Maria do Socorro: com quanta saudade se faz uma poesia?


Maria do Socorro, entre a costura e a poesia (Foto: Joaquim Cantanhêde)

Conheci Maria do Socorro Menezes, 78 anos, nos encontros da vida, possíveis graças ao boca a boca. Fui até sua casa, em Trizidela do Vale, em uma típica tarde de sol do interior maranhense, acompanhado da amiga Ana Néres, que tem ajudado na divulgação do que por muito tempo ficou retido nos cadernos. São muitos pela casa, misturam-se aos livros. Afinal, adentramos o lar de uma educadora, artesã, mas no que depender da saudade, é antes de tudo, poetisa.


Maria sente falta do Ceará, estado natal, basta ouvi-la por alguns instantes. Sua sina foi igual a de tantos cearenses que deixaram os lugares de origem em busca de uma nova vida no Maranhão. Não por acaso, seus escritos nos aproximam de uma realidade particular que desconhecemos, aquela que por muitas manhãs vivenciou no Sítio Calabaço, em Lavras da Mangabeira, lugar de nascimento e, por algum tempo, morada. Foi a paixão por ensinar que lhe reservou as doçuras e amarguras do êxodo, ainda mais difícil em tempos de estrada e transportes precarizados (isso por volta dos anos 1960). Havendo familiares no povoado Trindade, interior da cidade de Pedreiras (MA), aceitou a tarefa de ser professora. Ensinou toda uma geração.
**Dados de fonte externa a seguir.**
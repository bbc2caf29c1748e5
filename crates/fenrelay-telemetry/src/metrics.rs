use std::collections::HashMap;
use std::sync::atomic::{AtomicI64, AtomicU64, Ordering};

use parking_lot::{Mutex, RwLock};
use serde::{Deserialize, Serialize};

/// Metric names recorded by the relay.
pub mod names {
    pub const POSITIONS_CONFIRMED: &str = "relay.positions.confirmed";
    pub const POSITIONS_DUPLICATE: &str = "relay.positions.duplicate";
    pub const ROUNDS_ABANDONED: &str = "relay.rounds.abandoned";
    pub const REPORTS_COALESCED: &str = "relay.reports.coalesced";
    pub const REPORTS_MALFORMED: &str = "relay.reports.malformed";
    pub const CONFIRM_LATENCY_MS: &str = "relay.confirm.latency_ms";
    pub const REQUESTS_SENT: &str = "link.requests.sent";
    pub const REQUESTS_QUEUED: &str = "link.requests.queued";
    pub const REPLIES_RECEIVED: &str = "link.replies.received";
    pub const REPLIES_MALFORMED: &str = "link.replies.malformed";
    pub const CONNECT_ATTEMPTS: &str = "link.connect.attempts";
    pub const RECONNECTS_SCHEDULED: &str = "link.reconnects.scheduled";
    pub const QUEUE_DEPTH: &str = "link.queue.depth";
}

/// Type of metric.
#[derive(Clone, Debug, Serialize, Deserialize, PartialEq, Eq)]
#[serde(rename_all = "snake_case")]
pub enum MetricType {
    Counter,
    Gauge,
    Histogram,
}

/// One metric value at the time [`MetricsRecorder::snapshot`] was taken.
#[derive(Clone, Debug, Serialize, Deserialize)]
pub struct MetricSample {
    pub name: String,
    pub value: f64,
    pub labels: Vec<(String, String)>,
    pub metric_type: MetricType,
}

/// In-memory counter. Monotonically increasing.
struct Counter {
    value: AtomicU64,
}

impl Counter {
    fn new() -> Self {
        Self {
            value: AtomicU64::new(0),
        }
    }
    fn increment(&self, n: u64) {
        self.value.fetch_add(n, Ordering::Relaxed);
    }
    fn get(&self) -> u64 {
        self.value.load(Ordering::Relaxed)
    }
}

/// In-memory gauge. Stored as f64 bits.
struct Gauge {
    value: AtomicI64,
}

impl Gauge {
    fn new() -> Self {
        Self {
            value: AtomicI64::new(0.0_f64.to_bits() as i64),
        }
    }
    fn set(&self, v: f64) {
        self.value.store(v.to_bits() as i64, Ordering::Relaxed);
    }
    fn get(&self) -> f64 {
        f64::from_bits(self.value.load(Ordering::Relaxed) as u64)
    }
}

/// In-memory histogram. Keeps every observation for percentile computation.
struct Histogram {
    observations: Mutex<Vec<f64>>,
}

impl Histogram {
    fn new() -> Self {
        Self {
            observations: Mutex::new(Vec::new()),
        }
    }
    fn observe(&self, value: f64) {
        self.observations.lock().push(value);
    }
    fn summary(&self) -> HistogramSummary {
        let mut obs = self.observations.lock();
        if obs.is_empty() {
            return HistogramSummary::default();
        }
        obs.sort_by(|a, b| a.partial_cmp(b).unwrap_or(std::cmp::Ordering::Equal));
        let count = obs.len();
        let sum: f64 = obs.iter().sum();
        let p50 = obs[count / 2];
        let p95 = obs[((count as f64 * 0.95) as usize).min(count - 1)];
        let max = obs[count - 1];
        HistogramSummary {
            count: count as u64,
            sum,
            p50,
            p95,
            max,
        }
    }
}

/// Summary statistics from a histogram.
#[derive(Clone, Debug, Default, Serialize, Deserialize)]
pub struct HistogramSummary {
    pub count: u64,
    pub sum: f64,
    pub p50: f64,
    pub p95: f64,
    pub max: f64,
}

/// Metric key: name + sorted labels.
#[derive(Clone, Debug, Hash, PartialEq, Eq)]
struct MetricKey {
    name: String,
    labels: Vec<(String, String)>,
}

impl MetricKey {
    fn new(name: &str, labels: &[(&str, &str)]) -> Self {
        let mut sorted: Vec<(String, String)> = labels
            .iter()
            .map(|(k, v)| (k.to_string(), v.to_string()))
            .collect();
        sorted.sort_by(|a, b| a.0.cmp(&b.0));
        Self {
            name: name.to_string(),
            labels: sorted,
        }
    }
}

/// Thread-safe in-memory metrics recorder. Nothing is persisted.
#[derive(Default)]
pub struct MetricsRecorder {
    counters: RwLock<HashMap<MetricKey, Counter>>,
    gauges: RwLock<HashMap<MetricKey, Gauge>>,
    histograms: RwLock<HashMap<MetricKey, Histogram>>,
}

impl MetricsRecorder {
    pub fn new() -> Self {
        Self::default()
    }

    /// Increment a counter by n.
    pub fn counter_inc(&self, name: &str, labels: &[(&str, &str)], n: u64) {
        let key = MetricKey::new(name, labels);
        let counters = self.counters.read();
        if let Some(c) = counters.get(&key) {
            c.increment(n);
            return;
        }
        drop(counters);
        let mut counters = self.counters.write();
        counters.entry(key).or_insert_with(Counter::new).increment(n);
    }

    /// Set a gauge to a specific value.
    pub fn gauge_set(&self, name: &str, labels: &[(&str, &str)], value: f64) {
        let key = MetricKey::new(name, labels);
        let gauges = self.gauges.read();
        if let Some(g) = gauges.get(&key) {
            g.set(value);
            return;
        }
        drop(gauges);
        let mut gauges = self.gauges.write();
        gauges.entry(key).or_insert_with(Gauge::new).set(value);
    }

    /// Record a histogram observation.
    pub fn histogram_observe(&self, name: &str, labels: &[(&str, &str)], value: f64) {
        let key = MetricKey::new(name, labels);
        let histograms = self.histograms.read();
        if let Some(h) = histograms.get(&key) {
            h.observe(value);
            return;
        }
        drop(histograms);
        let mut histograms = self.histograms.write();
        histograms
            .entry(key)
            .or_insert_with(Histogram::new)
            .observe(value);
    }

    pub fn counter_get(&self, name: &str, labels: &[(&str, &str)]) -> u64 {
        let key = MetricKey::new(name, labels);
        self.counters.read().get(&key).map_or(0, Counter::get)
    }

    pub fn gauge_get(&self, name: &str, labels: &[(&str, &str)]) -> f64 {
        let key = MetricKey::new(name, labels);
        self.gauges.read().get(&key).map_or(0.0, Gauge::get)
    }

    pub fn histogram_summary(&self, name: &str, labels: &[(&str, &str)]) -> HistogramSummary {
        let key = MetricKey::new(name, labels);
        self.histograms
            .read()
            .get(&key)
            .map(Histogram::summary)
            .unwrap_or_default()
    }

    /// Current value of every metric, sorted by name. Histograms report p50.
    pub fn snapshot(&self) -> Vec<MetricSample> {
        let mut samples = Vec::new();
        for (key, counter) in self.counters.read().iter() {
            samples.push(MetricSample {
                name: key.name.clone(),
                value: counter.get() as f64,
                labels: key.labels.clone(),
                metric_type: MetricType::Counter,
            });
        }
        for (key, gauge) in self.gauges.read().iter() {
            samples.push(MetricSample {
                name: key.name.clone(),
                value: gauge.get(),
                labels: key.labels.clone(),
                metric_type: MetricType::Gauge,
            });
        }
        for (key, histogram) in self.histograms.read().iter() {
            samples.push(MetricSample {
                name: key.name.clone(),
                value: histogram.summary().p50,
                labels: key.labels.clone(),
                metric_type: MetricType::Histogram,
            });
        }
        samples.sort_by(|a, b| a.name.cmp(&b.name).then_with(|| a.labels.cmp(&b.labels)));
        samples
    }
}
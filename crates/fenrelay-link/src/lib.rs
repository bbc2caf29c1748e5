//! The single connection to the analysis engine.
//!
//! [`ConnectionManager`] owns zero or one live socket, buffers requests
//! while disconnected, flushes them in order once connected and reconnects
//! on a fixed delay forever. Transports plug in through [`Connector`].

pub mod errors;
pub mod manager;
pub mod mock;
pub mod transport;
pub mod ws;

pub use errors::LinkError;
pub use manager::{ConnectionManager, LinkConfig, LinkEvent, LinkHandle};
pub use transport::{Connector, EngineConnection, FrameSink, FrameStream};
pub use ws::WsConnector;
//! WebSocket transport over `tokio-tungstenite`.

use std::time::Duration;

use async_trait::async_trait;
use futures::stream::SplitSink;
use futures::{SinkExt, StreamExt};
use tokio::net::TcpStream;
use tokio_tungstenite::tungstenite::Message;
use tokio_tungstenite::{connect_async, MaybeTlsStream, WebSocketStream};
use tracing::debug;

use crate::errors::LinkError;
use crate::transport::{Connector, EngineConnection, FrameSink};

type WsStream = WebSocketStream<MaybeTlsStream<TcpStream>>;

const DEFAULT_HANDSHAKE_TIMEOUT: Duration = Duration::from_secs(5);

/// Connects to the engine over `ws://` or `wss://`.
///
/// A handshake that does not finish within the timeout fails like a
/// refused connection.
#[derive(Clone, Copy, Debug)]
pub struct WsConnector {
    handshake_timeout: Duration,
}

impl WsConnector {
    pub fn new(handshake_timeout: Duration) -> Self {
        Self { handshake_timeout }
    }
}

impl Default for WsConnector {
    fn default() -> Self {
        Self::new(DEFAULT_HANDSHAKE_TIMEOUT)
    }
}

#[async_trait]
impl Connector for WsConnector {
    async fn connect(&self, url: &str) -> Result<EngineConnection, LinkError> {
        let handshake = tokio::time::timeout(self.handshake_timeout, connect_async(url)).await;
        let (ws, _) = match handshake {
            Ok(result) => result.map_err(|e| LinkError::Connect {
                url: url.to_string(),
                reason: e.to_string(),
            })?,
            Err(_) => {
                return Err(LinkError::Connect {
                    url: url.to_string(),
                    reason: format!(
                        "handshake timed out after {}ms",
                        self.handshake_timeout.as_millis()
                    ),
                })
            }
        };
        debug!(url, "websocket handshake complete");

        let (ws_tx, ws_rx) = ws.split();
        // Only text frames carry replies; control frames are answered by
        // tungstenite itself.
        let frames = ws_rx
            .filter_map(|msg| async move {
                match msg {
                    Ok(Message::Text(text)) => Some(Ok(text.as_str().to_owned())),
                    Ok(Message::Close(_)) => Some(Err(LinkError::Closed)),
                    Ok(_) => None,
                    Err(e) => Some(Err(LinkError::Receive(e.to_string()))),
                }
            })
            .boxed();

        Ok(EngineConnection {
            sink: Box::new(WsSink(ws_tx)),
            frames,
        })
    }
}

struct WsSink(SplitSink<WsStream, Message>);

#[async_trait]
impl FrameSink for WsSink {
    async fn send_text(&mut self, text: String) -> Result<(), LinkError> {
        self.0
            .send(Message::Text(text.into()))
            .await
            .map_err(|e| LinkError::Send(e.to_string()))
    }

    async fn close(&mut self) {
        let _ = self.0.close().await;
    }
}
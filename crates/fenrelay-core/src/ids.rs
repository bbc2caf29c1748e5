use serde::{Deserialize, Serialize};
use std::fmt;
use std::str::FromStr;
use uuid::Uuid;

macro_rules! branded_id {
    ($name:ident, $prefix:expr) => {
        #[derive(Clone, Debug, Hash, Eq, PartialEq, Ord, PartialOrd, Serialize, Deserialize)]
        #[serde(transparent)]
        pub struct $name(String);

        impl $name {
            pub fn new() -> Self {
                Self(format!("{}_{}", $prefix, Uuid::now_v7()))
            }

            pub fn from_raw(s: impl Into<String>) -> Self {
                Self(s.into())
            }

            pub fn as_str(&self) -> &str {
                &self.0
            }
        }

        impl Default for $name {
            fn default() -> Self {
                Self::new()
            }
        }

        impl fmt::Display for $name {
            fn fmt(&self, f: &mut fmt::Formatter<'_>) -> fmt::Result {
                f.write_str(&self.0)
            }
        }

        impl FromStr for $name {
            type Err = std::convert::Infallible;
            fn from_str(s: &str) -> Result<Self, Self::Err> {
                Ok(Self(s.to_owned()))
            }
        }

        impl AsRef<str> for $name {
            fn as_ref(&self) -> &str {
                &self.0
            }
        }
    };
}

// One observation stream (a host page instance / tab).
branded_id!(SessionId, "sess");
// One outbound analysis request; never put on the wire.
branded_id!(RequestId, "req");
Na última visita que fiz mostrou-me um caderno com desenhos, traços não tão complexos, o que não significa ausência de sentido: simbolismo diverso, pelo contrário. Maria escreve e desenha seu cotidiano, seja ele atual ou vivido em determinado instante da vida. Retrata animais, tradições, com espaço para as representações religiosas, natural para uma católica praticante, que interrompe a conversa, não importando o convidado, para ver a procissão passar na porta de casa. Silenciosamente se rende ao clamor das orações.


Numa dessas visitas lhe indaguei sobre a importância da poesia em sua vida. Sem titubeios ela respondeu: “É igual o sangue que corre na minha veia, porque se esse sangue faltar tira um pedaço da minha vida. Tira uma pouco da força que tenho para viver”.

Metáfora

"Na água seria uma tainha No ar uma andorinha No fogo uma centelha Na colmeia uma abelha E na Terra eu sou gente De um a outro hemisfério E agora fala sério Bem aqui no meu ouvido Diga se é proibido A quem quer ser diferente"

Maria do Socorro Menezes


Os esforços para fazerem ecoar os dizeres poéticos de Maria surtem efeito. O mais notável deles foi a publicação do livro “Retalhos de Maria” e a produção de um documentário com mesmo título (que pode ser visto abaixo) que para além das obras, traz relatos da autora sobre sua história de vida.


“Menina anciã, de ideias frescas e coloridas, num emaranhado de tempo e todas as procuras. Fala por todas as ‘Marias’ tímidas em cantar o amor em todas as suas faces e ao doar-se em palavras aos encantamento da vida”, descreve Ana Nerés, de igual modo poetisa.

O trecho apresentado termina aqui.